• **Work instructions**: Only one span of the listing below is wanted: the lines from the one with "is exported by" through the one with "impl std::error::Error for", reproduced exactly, both ends kept.

───── Records for this task ─────

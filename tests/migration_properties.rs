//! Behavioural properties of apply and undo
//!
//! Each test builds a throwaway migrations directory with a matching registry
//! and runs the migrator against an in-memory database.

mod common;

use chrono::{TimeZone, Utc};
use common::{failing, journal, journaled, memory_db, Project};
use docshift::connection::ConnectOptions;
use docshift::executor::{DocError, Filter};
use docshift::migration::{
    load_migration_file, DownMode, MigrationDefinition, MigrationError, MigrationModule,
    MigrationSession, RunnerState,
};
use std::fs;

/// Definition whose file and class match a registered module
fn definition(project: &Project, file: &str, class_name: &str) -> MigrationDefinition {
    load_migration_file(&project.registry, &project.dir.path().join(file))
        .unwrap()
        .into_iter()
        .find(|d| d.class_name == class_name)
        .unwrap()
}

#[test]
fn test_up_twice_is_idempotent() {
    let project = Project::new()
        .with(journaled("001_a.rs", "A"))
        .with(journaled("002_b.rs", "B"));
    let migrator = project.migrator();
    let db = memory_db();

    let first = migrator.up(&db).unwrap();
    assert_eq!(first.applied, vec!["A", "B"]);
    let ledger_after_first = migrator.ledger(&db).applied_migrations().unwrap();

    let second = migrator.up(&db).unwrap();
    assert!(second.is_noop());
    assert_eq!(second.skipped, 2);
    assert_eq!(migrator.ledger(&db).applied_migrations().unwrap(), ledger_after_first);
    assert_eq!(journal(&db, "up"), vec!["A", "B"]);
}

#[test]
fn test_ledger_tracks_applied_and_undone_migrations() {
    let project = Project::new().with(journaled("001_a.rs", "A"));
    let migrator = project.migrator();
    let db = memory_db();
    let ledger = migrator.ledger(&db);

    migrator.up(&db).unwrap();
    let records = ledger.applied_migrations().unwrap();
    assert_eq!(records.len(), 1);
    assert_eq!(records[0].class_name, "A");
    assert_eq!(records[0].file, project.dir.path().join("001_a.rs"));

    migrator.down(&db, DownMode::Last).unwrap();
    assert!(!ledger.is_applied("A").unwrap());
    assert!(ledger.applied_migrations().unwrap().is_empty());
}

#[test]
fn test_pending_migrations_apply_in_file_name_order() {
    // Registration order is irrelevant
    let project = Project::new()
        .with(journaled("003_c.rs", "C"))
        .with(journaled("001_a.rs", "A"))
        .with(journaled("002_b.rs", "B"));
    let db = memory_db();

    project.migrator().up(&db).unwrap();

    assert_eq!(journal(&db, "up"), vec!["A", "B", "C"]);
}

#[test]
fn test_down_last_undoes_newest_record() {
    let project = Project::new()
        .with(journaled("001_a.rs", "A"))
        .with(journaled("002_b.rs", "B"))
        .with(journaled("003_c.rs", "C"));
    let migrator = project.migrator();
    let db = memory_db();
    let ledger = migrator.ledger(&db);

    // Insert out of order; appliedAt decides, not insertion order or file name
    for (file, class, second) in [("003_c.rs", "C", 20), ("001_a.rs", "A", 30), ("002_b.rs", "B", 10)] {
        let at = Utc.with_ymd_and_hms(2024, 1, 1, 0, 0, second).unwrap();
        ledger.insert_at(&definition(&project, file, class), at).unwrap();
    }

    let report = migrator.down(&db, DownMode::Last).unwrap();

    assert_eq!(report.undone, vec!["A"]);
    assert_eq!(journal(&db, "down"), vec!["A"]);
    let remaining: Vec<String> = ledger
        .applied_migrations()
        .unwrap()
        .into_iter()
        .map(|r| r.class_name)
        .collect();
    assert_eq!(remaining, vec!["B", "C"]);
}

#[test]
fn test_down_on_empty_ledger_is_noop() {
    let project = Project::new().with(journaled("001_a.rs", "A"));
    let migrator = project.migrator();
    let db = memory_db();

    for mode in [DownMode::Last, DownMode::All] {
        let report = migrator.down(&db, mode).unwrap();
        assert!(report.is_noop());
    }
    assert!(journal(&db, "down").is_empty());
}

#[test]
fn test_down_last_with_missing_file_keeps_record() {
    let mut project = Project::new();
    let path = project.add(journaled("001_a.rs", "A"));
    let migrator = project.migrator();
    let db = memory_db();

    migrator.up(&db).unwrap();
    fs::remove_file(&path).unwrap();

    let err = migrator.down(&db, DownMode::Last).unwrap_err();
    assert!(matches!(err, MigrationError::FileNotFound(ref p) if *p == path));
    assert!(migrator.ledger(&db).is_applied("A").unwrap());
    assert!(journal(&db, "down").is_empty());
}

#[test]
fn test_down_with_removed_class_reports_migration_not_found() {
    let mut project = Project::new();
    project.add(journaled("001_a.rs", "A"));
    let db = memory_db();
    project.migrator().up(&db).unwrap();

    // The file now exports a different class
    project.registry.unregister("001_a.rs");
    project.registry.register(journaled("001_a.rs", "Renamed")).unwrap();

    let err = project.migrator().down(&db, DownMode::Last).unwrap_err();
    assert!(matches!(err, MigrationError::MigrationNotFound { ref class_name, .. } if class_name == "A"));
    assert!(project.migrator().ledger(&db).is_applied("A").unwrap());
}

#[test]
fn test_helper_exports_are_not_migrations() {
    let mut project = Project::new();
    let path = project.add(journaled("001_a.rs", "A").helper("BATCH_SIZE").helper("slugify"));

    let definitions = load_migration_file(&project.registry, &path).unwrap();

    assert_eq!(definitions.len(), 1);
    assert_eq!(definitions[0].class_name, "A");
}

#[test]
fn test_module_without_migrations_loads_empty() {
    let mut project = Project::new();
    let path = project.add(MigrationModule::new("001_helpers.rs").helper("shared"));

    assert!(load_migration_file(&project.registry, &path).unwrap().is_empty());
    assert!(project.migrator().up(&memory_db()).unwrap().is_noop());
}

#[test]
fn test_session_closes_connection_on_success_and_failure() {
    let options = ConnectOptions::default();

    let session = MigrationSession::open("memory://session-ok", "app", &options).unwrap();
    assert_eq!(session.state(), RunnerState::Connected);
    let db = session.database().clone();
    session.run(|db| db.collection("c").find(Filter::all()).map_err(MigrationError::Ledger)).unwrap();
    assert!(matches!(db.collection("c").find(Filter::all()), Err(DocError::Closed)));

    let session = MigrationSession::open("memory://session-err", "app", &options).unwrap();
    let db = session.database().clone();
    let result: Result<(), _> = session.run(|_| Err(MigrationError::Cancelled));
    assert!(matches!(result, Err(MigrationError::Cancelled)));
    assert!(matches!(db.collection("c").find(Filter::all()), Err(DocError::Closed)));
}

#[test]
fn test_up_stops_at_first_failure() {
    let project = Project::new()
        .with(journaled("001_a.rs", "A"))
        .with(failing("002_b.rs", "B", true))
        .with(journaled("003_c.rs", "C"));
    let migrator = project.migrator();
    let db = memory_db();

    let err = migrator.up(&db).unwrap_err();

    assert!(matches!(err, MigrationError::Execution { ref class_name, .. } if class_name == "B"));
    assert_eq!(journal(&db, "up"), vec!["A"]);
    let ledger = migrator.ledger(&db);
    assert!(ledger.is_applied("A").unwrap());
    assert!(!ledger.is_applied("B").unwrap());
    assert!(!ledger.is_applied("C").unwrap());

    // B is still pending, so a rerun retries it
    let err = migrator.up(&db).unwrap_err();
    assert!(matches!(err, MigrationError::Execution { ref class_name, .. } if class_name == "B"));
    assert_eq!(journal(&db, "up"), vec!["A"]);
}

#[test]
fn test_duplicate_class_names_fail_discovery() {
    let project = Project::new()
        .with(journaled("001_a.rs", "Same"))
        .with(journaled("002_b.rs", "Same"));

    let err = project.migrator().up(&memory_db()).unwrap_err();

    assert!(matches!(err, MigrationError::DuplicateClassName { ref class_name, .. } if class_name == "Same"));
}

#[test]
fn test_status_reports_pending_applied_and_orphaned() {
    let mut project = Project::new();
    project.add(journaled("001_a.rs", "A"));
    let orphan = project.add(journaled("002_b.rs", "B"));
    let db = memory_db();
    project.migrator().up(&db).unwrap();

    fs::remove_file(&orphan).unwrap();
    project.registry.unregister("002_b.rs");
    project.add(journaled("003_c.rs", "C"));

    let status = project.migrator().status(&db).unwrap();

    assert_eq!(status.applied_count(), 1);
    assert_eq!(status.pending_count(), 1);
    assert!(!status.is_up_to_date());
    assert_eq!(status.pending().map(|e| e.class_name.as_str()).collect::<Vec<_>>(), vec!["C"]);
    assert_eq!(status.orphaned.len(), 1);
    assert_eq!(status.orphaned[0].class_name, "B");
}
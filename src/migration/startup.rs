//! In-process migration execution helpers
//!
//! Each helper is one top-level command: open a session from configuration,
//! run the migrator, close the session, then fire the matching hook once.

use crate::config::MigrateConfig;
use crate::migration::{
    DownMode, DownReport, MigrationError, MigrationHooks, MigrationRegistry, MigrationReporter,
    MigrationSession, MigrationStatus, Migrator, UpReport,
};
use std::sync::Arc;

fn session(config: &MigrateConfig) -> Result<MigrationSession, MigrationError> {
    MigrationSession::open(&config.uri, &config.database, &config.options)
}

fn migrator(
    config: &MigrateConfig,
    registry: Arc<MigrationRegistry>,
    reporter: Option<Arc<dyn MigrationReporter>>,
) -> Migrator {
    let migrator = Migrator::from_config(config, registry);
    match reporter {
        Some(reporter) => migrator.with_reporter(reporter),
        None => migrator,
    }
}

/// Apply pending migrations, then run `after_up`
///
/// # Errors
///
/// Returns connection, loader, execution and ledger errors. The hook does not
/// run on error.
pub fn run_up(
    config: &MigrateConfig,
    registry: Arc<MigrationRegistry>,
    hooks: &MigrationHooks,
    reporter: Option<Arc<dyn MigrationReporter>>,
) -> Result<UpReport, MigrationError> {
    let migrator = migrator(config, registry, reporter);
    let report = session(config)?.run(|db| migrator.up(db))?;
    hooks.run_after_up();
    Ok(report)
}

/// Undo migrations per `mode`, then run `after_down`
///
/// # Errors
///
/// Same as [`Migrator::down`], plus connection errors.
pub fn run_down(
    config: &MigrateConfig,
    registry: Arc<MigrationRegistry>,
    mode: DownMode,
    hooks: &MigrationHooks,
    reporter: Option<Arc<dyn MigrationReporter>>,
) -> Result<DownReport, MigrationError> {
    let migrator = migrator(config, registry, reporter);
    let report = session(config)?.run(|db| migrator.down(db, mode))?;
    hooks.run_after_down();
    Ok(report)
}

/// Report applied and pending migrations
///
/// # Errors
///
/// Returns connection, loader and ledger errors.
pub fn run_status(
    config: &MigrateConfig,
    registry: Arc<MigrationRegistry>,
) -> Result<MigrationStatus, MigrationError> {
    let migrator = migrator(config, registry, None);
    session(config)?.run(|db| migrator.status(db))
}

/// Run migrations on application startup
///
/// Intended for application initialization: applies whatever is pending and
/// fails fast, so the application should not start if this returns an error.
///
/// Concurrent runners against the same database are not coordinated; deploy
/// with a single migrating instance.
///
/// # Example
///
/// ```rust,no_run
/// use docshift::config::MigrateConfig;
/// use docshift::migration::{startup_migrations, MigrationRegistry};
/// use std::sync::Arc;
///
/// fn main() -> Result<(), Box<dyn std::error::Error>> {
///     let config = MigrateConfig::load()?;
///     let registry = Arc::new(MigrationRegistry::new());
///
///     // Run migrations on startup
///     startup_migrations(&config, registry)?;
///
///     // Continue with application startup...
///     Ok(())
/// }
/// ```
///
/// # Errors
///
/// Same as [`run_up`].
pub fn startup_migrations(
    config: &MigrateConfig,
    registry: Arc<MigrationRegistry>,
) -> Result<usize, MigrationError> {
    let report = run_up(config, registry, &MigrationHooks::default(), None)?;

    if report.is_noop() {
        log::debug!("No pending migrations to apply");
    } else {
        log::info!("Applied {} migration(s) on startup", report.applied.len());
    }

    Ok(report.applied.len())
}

─────
───── Records for this task ─────

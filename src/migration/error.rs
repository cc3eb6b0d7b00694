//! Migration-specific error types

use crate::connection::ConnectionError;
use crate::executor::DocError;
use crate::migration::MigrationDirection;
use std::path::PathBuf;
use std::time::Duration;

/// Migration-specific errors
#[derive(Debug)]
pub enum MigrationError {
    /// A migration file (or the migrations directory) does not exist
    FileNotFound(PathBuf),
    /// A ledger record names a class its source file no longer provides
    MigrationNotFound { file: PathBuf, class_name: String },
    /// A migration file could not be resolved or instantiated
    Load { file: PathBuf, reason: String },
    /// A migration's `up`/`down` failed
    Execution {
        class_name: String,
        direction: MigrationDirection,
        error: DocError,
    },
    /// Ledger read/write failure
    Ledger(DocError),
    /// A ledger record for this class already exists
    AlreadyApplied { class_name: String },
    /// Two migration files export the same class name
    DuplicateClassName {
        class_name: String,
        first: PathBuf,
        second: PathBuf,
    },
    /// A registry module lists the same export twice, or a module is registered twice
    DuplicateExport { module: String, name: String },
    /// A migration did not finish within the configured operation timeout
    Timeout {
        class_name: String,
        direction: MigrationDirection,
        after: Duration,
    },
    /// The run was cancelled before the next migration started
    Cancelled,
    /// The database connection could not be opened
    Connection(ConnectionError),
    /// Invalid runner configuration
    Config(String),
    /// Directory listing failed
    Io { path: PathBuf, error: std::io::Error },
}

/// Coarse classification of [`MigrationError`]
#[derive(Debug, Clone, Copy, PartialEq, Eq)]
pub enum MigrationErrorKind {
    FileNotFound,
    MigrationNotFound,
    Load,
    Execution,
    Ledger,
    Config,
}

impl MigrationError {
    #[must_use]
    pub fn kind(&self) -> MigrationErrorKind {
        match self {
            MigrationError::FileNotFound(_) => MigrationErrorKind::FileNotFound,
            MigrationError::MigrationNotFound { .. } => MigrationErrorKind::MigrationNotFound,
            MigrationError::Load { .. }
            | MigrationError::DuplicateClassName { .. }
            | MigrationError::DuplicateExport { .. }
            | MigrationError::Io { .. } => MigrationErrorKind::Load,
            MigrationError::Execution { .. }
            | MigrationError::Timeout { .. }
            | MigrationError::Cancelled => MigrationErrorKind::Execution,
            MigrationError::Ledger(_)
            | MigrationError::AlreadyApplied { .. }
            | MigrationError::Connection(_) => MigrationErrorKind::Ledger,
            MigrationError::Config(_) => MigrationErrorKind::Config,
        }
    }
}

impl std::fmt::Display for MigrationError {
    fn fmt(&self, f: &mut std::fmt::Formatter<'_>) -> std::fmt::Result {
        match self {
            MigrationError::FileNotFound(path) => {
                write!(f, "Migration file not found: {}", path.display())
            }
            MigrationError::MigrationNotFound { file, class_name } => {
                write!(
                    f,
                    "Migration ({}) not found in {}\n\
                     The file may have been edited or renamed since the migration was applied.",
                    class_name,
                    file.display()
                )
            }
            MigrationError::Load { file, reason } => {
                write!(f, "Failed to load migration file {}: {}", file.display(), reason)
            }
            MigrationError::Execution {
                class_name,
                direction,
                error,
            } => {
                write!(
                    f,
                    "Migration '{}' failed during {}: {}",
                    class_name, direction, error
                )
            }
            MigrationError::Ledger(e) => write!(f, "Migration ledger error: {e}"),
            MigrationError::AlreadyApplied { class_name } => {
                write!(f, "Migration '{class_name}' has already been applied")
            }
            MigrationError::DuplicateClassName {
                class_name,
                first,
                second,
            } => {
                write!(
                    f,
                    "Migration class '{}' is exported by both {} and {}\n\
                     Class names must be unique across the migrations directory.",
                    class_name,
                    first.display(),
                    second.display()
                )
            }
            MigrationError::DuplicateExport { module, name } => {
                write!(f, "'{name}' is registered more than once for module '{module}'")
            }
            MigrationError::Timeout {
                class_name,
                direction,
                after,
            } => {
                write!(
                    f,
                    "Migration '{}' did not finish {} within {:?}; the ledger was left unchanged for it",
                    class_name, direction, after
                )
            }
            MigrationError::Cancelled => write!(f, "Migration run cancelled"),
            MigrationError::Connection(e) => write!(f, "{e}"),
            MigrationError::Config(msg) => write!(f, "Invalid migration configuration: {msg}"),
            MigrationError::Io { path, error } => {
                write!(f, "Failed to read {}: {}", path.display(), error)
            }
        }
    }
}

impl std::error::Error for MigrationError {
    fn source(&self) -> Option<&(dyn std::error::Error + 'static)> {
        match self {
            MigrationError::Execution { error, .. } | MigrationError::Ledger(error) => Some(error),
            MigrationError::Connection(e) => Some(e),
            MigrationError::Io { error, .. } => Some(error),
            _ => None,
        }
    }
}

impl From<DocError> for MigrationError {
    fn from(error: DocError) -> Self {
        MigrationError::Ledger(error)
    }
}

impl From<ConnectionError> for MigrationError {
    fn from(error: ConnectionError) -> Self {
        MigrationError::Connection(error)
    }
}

─────

• **Answer section**:
                    "Migration class '{}' is exported by both {} and {}\n\
                     Class names must be unique across the migrations directory.",
                    class_name,
                    first.display(),
                    second.display()
                )
            }
            MigrationError::DuplicateExport { module, name } => {
                write!(f, "'{name}' is registered more than once for module '{module}'")
            }
            MigrationError::Timeout {
                class_name,
                direction,
                after,
            } => {
                write!(
                    f,
                    "Migration '{}' did not finish {} within {:?}; the ledger was left unchanged for it",
                    class_name, direction, after
                )
            }
            MigrationError::Cancelled => write!(f, "Migration run cancelled"),
            MigrationError::Connection(e) => write!(f, "{e}"),
            MigrationError::Config(msg) => write!(f, "Invalid migration configuration: {msg}"),
            MigrationError::Io { path, error } => {
                write!(f, "Failed to read {}: {}", path.display(), error)
            }
        }
    }
}

impl std::error::Error for MigrationError {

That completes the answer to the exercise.